◆ WHAT YOU SHOULD DO
Copy out each line of the listing that has the word "format" in it.

········

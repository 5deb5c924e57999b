//! Sizing over HTTP.

use std::time::Duration;

use reqwest::blocking::Client;
use reqwest::header::{CONTENT_LENGTH, CONTENT_TYPE, HeaderMap};

use crate::error::{GlossarizeError, SizingError};
use crate::sizing::{self, OCTET_STREAM, Sizer, Sizing};

const FILE_SCHEME: &str = "file://";

/// Sizes resources by asking the server, downloading only when it has to.
///
/// A HEAD request is tried first. If the server reports a length for a
/// content type that is neither an archive nor opaque binary, the headers
/// are enough. Otherwise the body is downloaded, bounded by the timeout,
/// and sniffed.
///
/// `file://` URIs are read straight from disk and sniffed the same way.
///
/// The client is owned by the sizer and released when it is dropped.
pub struct HttpSizer {
    client: Client,
    timeout_secs: u64,
}

impl HttpSizer {
    pub fn new(timeout_secs: u64) -> Result<Self, GlossarizeError> {
        let client = Client::builder()
            .timeout(Duration::from_secs(timeout_secs))
            .user_agent(concat!("datablocks/", env!("CARGO_PKG_VERSION")))
            .build()?;
        Ok(Self {
            client,
            timeout_secs,
        })
    }

    fn translate(&self, uri: &str, err: reqwest::Error) -> SizingError {
        if err.is_timeout() {
            SizingError::TimedOut {
                uri: uri.to_string(),
                seconds: self.timeout_secs,
            }
        } else {
            SizingError::http(uri, err.to_string())
        }
    }

    fn size_from_head(&self, uri: &str) -> Option<Sizing> {
        let response = match self.client.head(uri).send() {
            Ok(r) => r,
            Err(e) => {
                log::debug!("{}: HEAD failed ({}), downloading instead", uri, e);
                return None;
            }
        };
        if !response.status().is_success() {
            return None;
        }
        let mimetype = content_type(response.headers())?;
        if mimetype == OCTET_STREAM || sizing::is_archive_mimetype(&mimetype) {
            return None;
        }
        let length = declared_length(response.headers())?;
        log::debug!("{}: sized from headers ({} bytes, {})", uri, length, mimetype);
        Some(sizing::from_headers(uri, &mimetype, length))
    }

    fn download(&self, uri: &str) -> Result<(Option<String>, Vec<u8>), SizingError> {
        let response = self
            .client
            .get(uri)
            .send()
            .map_err(|e| self.translate(uri, e))?;
        if !response.status().is_success() {
            return Err(SizingError::http(uri, format!("HTTP {}", response.status())));
        }
        let mimetype = content_type(response.headers());
        let bytes = response.bytes().map_err(|e| self.translate(uri, e))?;
        Ok((mimetype, bytes.to_vec()))
    }
}

impl Sizer for HttpSizer {
    fn size(&self, uri: &str) -> Result<Vec<Sizing>, SizingError> {
        if let Some(path) = uri.strip_prefix(FILE_SCHEME) {
            return read_local(uri, path);
        }
        if let Some(sizing) = self.size_from_head(uri) {
            return Ok(vec![sizing]);
        }
        let (mimetype, body) = self.download(uri)?;
        sizing::sniff(uri, mimetype.as_deref(), &body)
    }

    fn timeout_secs(&self) -> u64 {
        self.timeout_secs
    }
}

fn read_local(uri: &str, path: &str) -> Result<Vec<Sizing>, SizingError> {
    let body = std::fs::read(path).map_err(|source| SizingError::Io {
        uri: uri.to_string(),
        source,
    })?;
    sizing::sniff(uri, None, &body)
}

fn content_type(headers: &HeaderMap) -> Option<String> {
    headers
        .get(CONTENT_TYPE)
        .and_then(|v| v.to_str().ok())
        .map(sizing::essence)
        .filter(|m| !m.is_empty())
}

// Read the header directly: the body of a HEAD response is always empty.
fn declared_length(headers: &HeaderMap) -> Option<u64> {
    headers
        .get(CONTENT_LENGTH)
        .and_then(|v| v.to_str().ok())
        .and_then(|s| s.trim().parse().ok())
}

#[cfg(test)]
#[path = "tests/http_tests.rs"]
mod tests;
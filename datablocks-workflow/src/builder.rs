//! Walk `tasks/` and build the workflow graph.

use std::path::{Path, PathBuf};

use chrono::NaiveDate;
use datablocks_catalog::layout::{CatalogLayout, TASKS_DIR};
use datablocks_core::settings::DEFAULT_WORKFLOW_NAME;

use crate::error::{TaskDefinitionError, WorkflowError};
use crate::outputs::{declared_outputs, is_incomplete};
use crate::serialize::{AirscooterSerializer, WorkflowSerializer};
use crate::task::{TaskKind, TaskNode, absolutize, find_script};

#[derive(Debug, Clone, PartialEq, Eq)]
pub struct DagOptions {
    /// Used as the Airflow DAG id and in the DAG file name.
    pub workflow_name: String,
    pub start_date: NaiveDate,
}

impl Default for DagOptions {
    fn default() -> Self {
        Self {
            workflow_name: DEFAULT_WORKFLOW_NAME.to_string(),
            start_date: chrono::Local::now().date_naive(),
        }
    }
}

impl DagOptions {
    pub fn named(workflow_name: impl Into<String>) -> Self {
        Self {
            workflow_name: workflow_name.into(),
            ..Default::default()
        }
    }
}

/// Outcome of [`update_dag`].
#[derive(Debug, Clone, Default, PartialEq, Eq)]
pub struct DagReport {
    pub tasks: Vec<TaskNode>,
    /// Task folders (or single transforms) left out of the graph.
    pub errors: Vec<TaskDefinitionError>,
    /// Transforms left out because they are still stubs.
    pub skipped: Vec<String>,
    pub artifacts: Vec<PathBuf>,
}

/// Rebuild the workflow for the catalog under `root` and write it with the
/// Airscooter serializer.
pub fn update_dag(root: &Path, options: &DagOptions) -> Result<DagReport, WorkflowError> {
    update_dag_with(root, options, &AirscooterSerializer)
}

pub fn update_dag_with(
    root: &Path,
    options: &DagOptions,
    serializer: &dyn WorkflowSerializer,
) -> Result<DagReport, WorkflowError> {
    validate_name(&options.workflow_name)?;
    let tasks_dir = root.join(TASKS_DIR);
    if !tasks_dir.is_dir() {
        return Err(WorkflowError::MissingTasks(tasks_dir.display().to_string()));
    }
    let layout = CatalogLayout::open(root)?;

    let mut report = collect_tasks(&layout)?;
    for err in &report.errors {
        log::warn!("{}", err);
    }

    report.artifacts = serializer.write(&report.tasks, &layout, options)?;
    log::info!(
        "Workflow '{}': {} tasks, {} stub transforms skipped, {} task errors",
        options.workflow_name,
        report.tasks.len(),
        report.skipped.len(),
        report.errors.len()
    );
    Ok(report)
}

/// Read every task folder into nodes without writing anything.
pub fn collect_tasks(layout: &CatalogLayout) -> Result<DagReport, WorkflowError> {
    let mut report = DagReport::default();

    for slug in CatalogLayout::list_slugs(&layout.tasks_dir())? {
        let task_dir = layout.task_slug_dir(&slug);
        let base = layout.catalog_slug_dir(&slug);

        let depositor = match find_script(&task_dir, &slug, TaskKind::Depositor) {
            Ok(Some(script)) => script,
            Ok(None) => {
                report.errors.push(TaskDefinitionError::MissingDepositor { slug });
                continue;
            }
            Err(e) => {
                report.errors.push(e);
                continue;
            }
        };
        let outputs = match resolved_outputs(&slug, &depositor, &base) {
            Ok(outputs) => outputs,
            Err(e) => {
                report.errors.push(e);
                continue;
            }
        };
        let depositor = TaskNode::depositor(&slug, depositor, outputs);

        let transform = match find_script(&task_dir, &slug, TaskKind::Transform) {
            Ok(found) => found,
            Err(e) => {
                report.errors.push(e);
                None
            }
        };
        let transform = match transform {
            Some(script) => match transform_node(&slug, script, &base, &depositor) {
                Ok(Some(node)) => Some(node),
                Ok(None) => {
                    log::debug!("{}: transform is still a stub, leaving it out", slug);
                    report.skipped.push(format!("{slug}-{}", TaskKind::Transform.role()));
                    None
                }
                Err(e) => {
                    report.errors.push(e);
                    None
                }
            },
            None => None,
        };

        report.tasks.push(depositor);
        report.tasks.extend(transform);
    }
    Ok(report)
}

/// `Ok(None)` when the transform is an unfinished stub.
fn transform_node(
    slug: &str,
    script: PathBuf,
    base: &Path,
    depositor: &TaskNode,
) -> Result<Option<TaskNode>, TaskDefinitionError> {
    let stub = is_incomplete(&script).map_err(|e| outputs_error(slug, &script, e))?;
    if stub {
        return Ok(None);
    }
    let outputs = resolved_outputs(slug, &script, base)?;
    Ok(Some(TaskNode::transform(slug, script, outputs, depositor)))
}

fn resolved_outputs(slug: &str, script: &Path, base: &Path) -> Result<Vec<PathBuf>, TaskDefinitionError> {
    let declared = declared_outputs(script).map_err(|e| outputs_error(slug, script, e))?;
    Ok(declared.iter().map(|d| absolutize(d, base)).collect())
}

fn outputs_error(slug: &str, script: &Path, err: impl std::fmt::Display) -> TaskDefinitionError {
    TaskDefinitionError::Outputs {
        slug: slug.to_string(),
        script: script.display().to_string(),
        reason: err.to_string(),
    }
}

fn validate_name(name: &str) -> Result<(), WorkflowError> {
    let ok = !name.is_empty()
        && name
            .chars()
            .all(|c| c.is_ascii_alphanumeric() || c == '_' || c == '-' || c == '.')
        && !name.starts_with('.');
    if ok {
        Ok(())
    } else {
        Err(WorkflowError::InvalidName(name.to_string()))
    }
}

········

◆ PROBLEM SOLUTION
            return Err(SizingError::http(uri, format!("HTTP {}", response.status())));
                    report.skipped.push(format!("{slug}-{}", TaskKind::Transform.role()));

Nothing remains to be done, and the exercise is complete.